■ To do: Filter the data for lines with the word "Option", then copy every line so identified.
Top of Data
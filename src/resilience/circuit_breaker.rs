use crate::{Error, Result};
use serde::{Deserialize, Serialize};
use std::future::Future;
use std::sync::{Mutex, MutexGuard};
use std::time::Duration;
use tokio::time::Instant;
use tracing::{info, warn};

#[derive(Debug, Clone, Copy, PartialEq, Eq, Serialize, Deserialize)]
#[serde(rename_all = "snake_case")]
pub enum CircuitState {
    Closed,
    Open,
    HalfOpen,
}

impl std::fmt::Display for CircuitState {
    fn fmt(&self, f: &mut std::fmt::Formatter<'_>) -> std::fmt::Result {
        let s = match self {
            CircuitState::Closed => "closed",
            CircuitState::Open => "open",
            CircuitState::HalfOpen => "half_open",
        };
        f.write_str(s)
    }
}

#[derive(Debug, Clone)]
pub struct CircuitBreakerSnapshot {
    pub name: String,
    pub state: CircuitState,
    pub failure_threshold: u32,
    pub success_threshold: u32,
    pub cooldown_ms: u64,
    pub consecutive_failures: u32,
    pub consecutive_successes: u32,
    /// Milliseconds since the last counted failure.
    pub last_failure_ago_ms: Option<u64>,
    /// Remaining open time in ms, if currently open.
    pub open_remaining_ms: Option<u64>,
    pub trips: u64,
}

#[derive(Debug, Clone, PartialEq, Serialize, Deserialize)]
#[serde(default)]
pub struct CircuitBreakerConfig {
    pub failure_threshold: u32,
    pub success_threshold: u32,
    #[serde(rename = "cooldown_ms", with = "duration_ms")]
    pub cooldown: Duration,
}

impl Default for CircuitBreakerConfig {
    fn default() -> Self {
        Self {
            failure_threshold: 5,
            success_threshold: 2,
            cooldown: Duration::from_secs(30),
        }
    }
}

impl CircuitBreakerConfig {
    /// Create a new config with default values
    pub fn new() -> Self {
        Self::default()
    }

    /// Set the failure threshold
    pub fn with_failure_threshold(mut self, threshold: u32) -> Self {
        self.failure_threshold = threshold.max(1);
        self
    }

    /// Successes needed while half-open before closing again
    pub fn with_success_threshold(mut self, threshold: u32) -> Self {
        self.success_threshold = threshold.max(1);
        self
    }

    /// Set the cooldown duration
    pub fn with_cooldown(mut self, cooldown: Duration) -> Self {
        self.cooldown = cooldown;
        self
    }

    /// Alias for with_cooldown for API consistency
    pub fn with_reset_timeout(self, timeout: Duration) -> Self {
        self.with_cooldown(timeout)
    }
}

pub(crate) mod duration_ms {
    use serde::{Deserialize, Deserializer, Serializer};
    use std::time::Duration;

    pub fn serialize<S: Serializer>(d: &Duration, s: S) -> Result<S::Ok, S::Error> {
        s.serialize_u64(d.as_millis() as u64)
    }

    pub fn deserialize<'de, D: Deserializer<'de>>(d: D) -> Result<Duration, D::Error> {
        Ok(Duration::from_millis(u64::deserialize(d)?))
    }
}

#[derive(Debug)]
struct State {
    state: CircuitState,
    consecutive_failures: u32,
    consecutive_successes: u32,
    last_failure: Option<Instant>,
    next_attempt: Option<Instant>,
    trips: u64,
}

/// Per-backend circuit breaker.
///
/// Legal transitions: closed -> open (failure threshold reached),
/// open -> half-open (first call after the cooldown), half-open -> closed
/// (success threshold reached), half-open -> open (any failure).
pub struct CircuitBreaker {
    name: String,
    cfg: CircuitBreakerConfig,
    state: Mutex<State>,
}

impl CircuitBreaker {
    pub fn new(name: impl Into<String>, cfg: CircuitBreakerConfig) -> Self {
        Self {
            name: name.into(),
            cfg,
            state: Mutex::new(State {
                state: CircuitState::Closed,
                consecutive_failures: 0,
                consecutive_successes: 0,
                last_failure: None,
                next_attempt: None,
                trips: 0,
            }),
        }
    }

    pub fn name(&self) -> &str {
        &self.name
    }

    pub fn config(&self) -> &CircuitBreakerConfig {
        &self.cfg
    }

    fn lock(&self) -> MutexGuard<'_, State> {
        // counters stay consistent under poisoning: every update is a single assignment
        self.state.lock().unwrap_or_else(|e| e.into_inner())
    }

    /// Gate one call. Moves open -> half-open once the cooldown has elapsed.
    pub fn allow(&self) -> Result<()> {
        let mut st = self.lock();
        match st.state {
            CircuitState::Closed | CircuitState::HalfOpen => Ok(()),
            CircuitState::Open => {
                let now = Instant::now();
                match st.next_attempt {
                    Some(at) if now < at => Err(Error::CircuitOpen {
                        backend: self.name.clone(),
                        retry_in_ms: (at - now).as_millis() as u64,
                    }),
                    _ => {
                        st.state = CircuitState::HalfOpen;
                        st.consecutive_successes = 0;
                        info!(backend = %self.name, "circuit half-open, probing");
                        Ok(())
                    }
                }
            }
        }
    }

    pub fn on_success(&self) {
        let mut st = self.lock();
        match st.state {
            CircuitState::Closed => {
                st.consecutive_failures = 0;
            }
            CircuitState::HalfOpen => {
                st.consecutive_successes = st.consecutive_successes.saturating_add(1);
                if st.consecutive_successes >= self.cfg.success_threshold {
                    st.state = CircuitState::Closed;
                    st.consecutive_failures = 0;
                    st.consecutive_successes = 0;
                    st.next_attempt = None;
                    info!(backend = %self.name, "circuit closed");
                }
            }
            // a call admitted before the trip finished late; no transition
            CircuitState::Open => {}
        }
    }

    pub fn on_failure(&self) {
        let mut st = self.lock();
        let now = Instant::now();
        st.last_failure = Some(now);
        match st.state {
            CircuitState::Closed => {
                st.consecutive_failures = st.consecutive_failures.saturating_add(1);
                if st.consecutive_failures >= self.cfg.failure_threshold {
                    self.trip(&mut st, now);
                }
            }
            CircuitState::HalfOpen => {
                st.consecutive_failures = st.consecutive_failures.saturating_add(1);
                self.trip(&mut st, now);
            }
            CircuitState::Open => {}
        }
    }

    fn trip(&self, st: &mut State, now: Instant) {
        st.state = CircuitState::Open;
        st.consecutive_successes = 0;
        st.next_attempt = Some(now + self.cfg.cooldown);
        st.trips += 1;
        warn!(
            backend = %self.name,
            failures = st.consecutive_failures,
            cooldown_ms = self.cfg.cooldown.as_millis() as u64,
            "circuit opened"
        );
    }

    /// Current state. Does not advance open -> half-open; only `allow` does.
    pub fn state(&self) -> CircuitState {
        self.lock().state
    }

    /// Run `f` through the breaker, recording its outcome.
    ///
    /// Failures whose classification says the backend was never contacted
    /// are not charged to the breaker.
    pub async fn call<F, Fut, T>(&self, f: F) -> Result<T>
    where
        F: FnOnce() -> Fut,
        Fut: Future<Output = Result<T>>,
    {
        self.allow()?;
        let res = f().await;
        match &res {
            Ok(_) => self.on_success(),
            Err(e) if e.counts_against_breaker() => self.on_failure(),
            Err(_) => {}
        }
        res
    }

    /// Force the breaker back to closed with all counters cleared.
    pub fn reset(&self) {
        let mut st = self.lock();
        st.state = CircuitState::Closed;
        st.consecutive_failures = 0;
        st.consecutive_successes = 0;
        st.next_attempt = None;
    }

    pub fn snapshot(&self) -> CircuitBreakerSnapshot {
        let now = Instant::now();
        let st = self.lock();
        let open_remaining_ms = match (st.state, st.next_attempt) {
            (CircuitState::Open, Some(at)) if at > now => Some((at - now).as_millis() as u64),
            _ => None,
        };
        CircuitBreakerSnapshot {
            name: self.name.clone(),
            state: st.state,
            failure_threshold: self.cfg.failure_threshold,
            success_threshold: self.cfg.success_threshold,
            cooldown_ms: self.cfg.cooldown.as_millis() as u64,
            consecutive_failures: st.consecutive_failures,
            consecutive_successes: st.consecutive_successes,
            last_failure_ago_ms: st
                .last_failure
                .map(|t| now.saturating_duration_since(t).as_millis() as u64),
            open_remaining_ms,
            trips: st.trips,
        }
    }
}

impl std::fmt::Debug for CircuitBreaker {
    fn fmt(&self, f: &mut std::fmt::Formatter<'_>) -> std::fmt::Result {
        f.debug_struct("CircuitBreaker")
            .field("name", &self.name)
            .field("state", &self.state())
            .finish()
    }
}

#[cfg(test)]
mod tests {
    use super::*;
    use crate::error_code::ErrorCode;
    use std::sync::atomic::{AtomicU32, Ordering};
    use std::sync::Arc;

    fn breaker(failures: u32, successes: u32, cooldown_ms: u64) -> CircuitBreaker {
        CircuitBreaker::new(
            "test",
            CircuitBreakerConfig::new()
                .with_failure_threshold(failures)
                .with_success_threshold(successes)
                .with_cooldown(Duration::from_millis(cooldown_ms)),
        )
    }

    #[test]
    fn test_circuit_breaker_config_defaults() {
        let config = CircuitBreakerConfig::default();
        assert_eq!(config.failure_threshold, 5);
        assert_eq!(config.success_threshold, 2);
        assert_eq!(config.cooldown, Duration::from_secs(30));
    }

    #[test]
    fn test_config_serde_uses_millis() {
        let cfg: CircuitBreakerConfig =
            serde_yaml::from_str("failure_threshold: 2\ncooldown_ms: 1500\n").unwrap();
        assert_eq!(cfg.failure_threshold, 2);
        assert_eq!(cfg.success_threshold, 2);
        assert_eq!(cfg.cooldown, Duration::from_millis(1500));
    }

    #[tokio::test(start_paused = true)]
    async fn test_success_resets_failures() {
        let cb = breaker(5, 1, 100);
        cb.on_failure();
        cb.on_failure();
        assert_eq!(cb.snapshot().consecutive_failures, 2);
        cb.on_success();
        assert_eq!(cb.snapshot().consecutive_failures, 0);
        assert_eq!(cb.state(), CircuitState::Closed);
    }

    #[tokio::test(start_paused = true)]
    async fn test_opens_at_exact_threshold() {
        let cb = breaker(3, 1, 100);
        cb.on_failure();
        cb.on_failure();
        assert_eq!(cb.state(), CircuitState::Closed);
        assert!(cb.allow().is_ok());

        cb.on_failure();
        assert_eq!(cb.state(), CircuitState::Open);
        let err = cb.allow().unwrap_err();
        assert!(matches!(err, Error::CircuitOpen { .. }));
        assert!(cb.snapshot().open_remaining_ms.is_some());
        assert_eq!(cb.snapshot().trips, 1);
    }

    #[tokio::test(start_paused = true)]
    async fn test_open_rejects_without_invoking() {
        let cb = breaker(1, 1, 1_000);
        cb.on_failure();
        let calls = AtomicU32::new(0);
        let res: Result<()> = cb
            .call(|| async {
                calls.fetch_add(1, Ordering::SeqCst);
                Ok(())
            })
            .await;
        assert!(matches!(res, Err(Error::CircuitOpen { .. })));
        assert_eq!(calls.load(Ordering::SeqCst), 0);
    }

    #[tokio::test(start_paused = true)]
    async fn test_half_open_before_call_resolves() {
        let cb = Arc::new(breaker(1, 1, 50));
        cb.on_failure();
        tokio::time::sleep(Duration::from_millis(60)).await;

        let probe = cb.clone();
        let observed = cb
            .call(|| async move { Ok::<_, Error>(probe.state()) })
            .await
            .unwrap();
        assert_eq!(observed, CircuitState::HalfOpen);
        assert_eq!(cb.state(), CircuitState::Closed);
    }

    #[tokio::test(start_paused = true)]
    async fn test_half_open_failure_reopens_regardless_of_successes() {
        let cb = breaker(2, 3, 50);
        cb.on_failure();
        cb.on_failure();
        tokio::time::sleep(Duration::from_millis(60)).await;

        assert!(cb.allow().is_ok());
        cb.on_success();
        cb.on_success();
        assert_eq!(cb.state(), CircuitState::HalfOpen);

        cb.on_failure();
        assert_eq!(cb.state(), CircuitState::Open);
        assert!(cb.allow().is_err());
        assert_eq!(cb.snapshot().trips, 2);
    }

    #[tokio::test(start_paused = true)]
    async fn test_half_open_closes_after_success_threshold() {
        let cb = breaker(1, 2, 50);
        cb.on_failure();
        tokio::time::sleep(Duration::from_millis(50)).await;
        assert!(cb.allow().is_ok());
        cb.on_success();
        assert_eq!(cb.state(), CircuitState::HalfOpen);
        cb.on_success();
        assert_eq!(cb.state(), CircuitState::Closed);
        let snap = cb.snapshot();
        assert_eq!(snap.consecutive_failures, 0);
        assert_eq!(snap.consecutive_successes, 0);
    }

    #[tokio::test(start_paused = true)]
    async fn test_uncharged_failures_do_not_trip() {
        let cb = breaker(1, 1, 50);
        let res: Result<()> = cb
            .call(|| async { Err(Error::AdmissionTimeout { waited_ms: 1 }) })
            .await;
        assert!(res.is_err());
        assert_eq!(cb.state(), CircuitState::Closed);

        let res: Result<()> = cb
            .call(|| async { Err(Error::backend("test", ErrorCode::Authentication, "no")) })
            .await;
        assert!(res.is_err());
        assert_eq!(cb.state(), CircuitState::Open);
    }

    #[tokio::test(start_paused = true)]
    async fn test_reset() {
        let cb = breaker(1, 1, 10_000);
        cb.on_failure();
        assert_eq!(cb.state(), CircuitState::Open);
        cb.reset();
        assert_eq!(cb.state(), CircuitState::Closed);
        assert!(cb.allow().is_ok());
    }

    #[test]
    fn test_circuit_breaker_thread_safe() {
        let cb = Arc::new(breaker(1_000, 1, 10));
        let mut handles = vec![];
        for _ in 0..10 {
            let cb = Arc::clone(&cb);
            handles.push(std::thread::spawn(move || {
                for _ in 0..5 {
                    cb.on_failure();
                }
            }));
        }
        for h in handles {
            h.join().unwrap();
        }
        assert_eq!(cb.snapshot().consecutive_failures, 50);
    }
}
Bottom of Data
■ Response below:
    pub last_failure_ago_ms: Option<u64>,
    pub open_remaining_ms: Option<u64>,
    last_failure: Option<Instant>,
    next_attempt: Option<Instant>,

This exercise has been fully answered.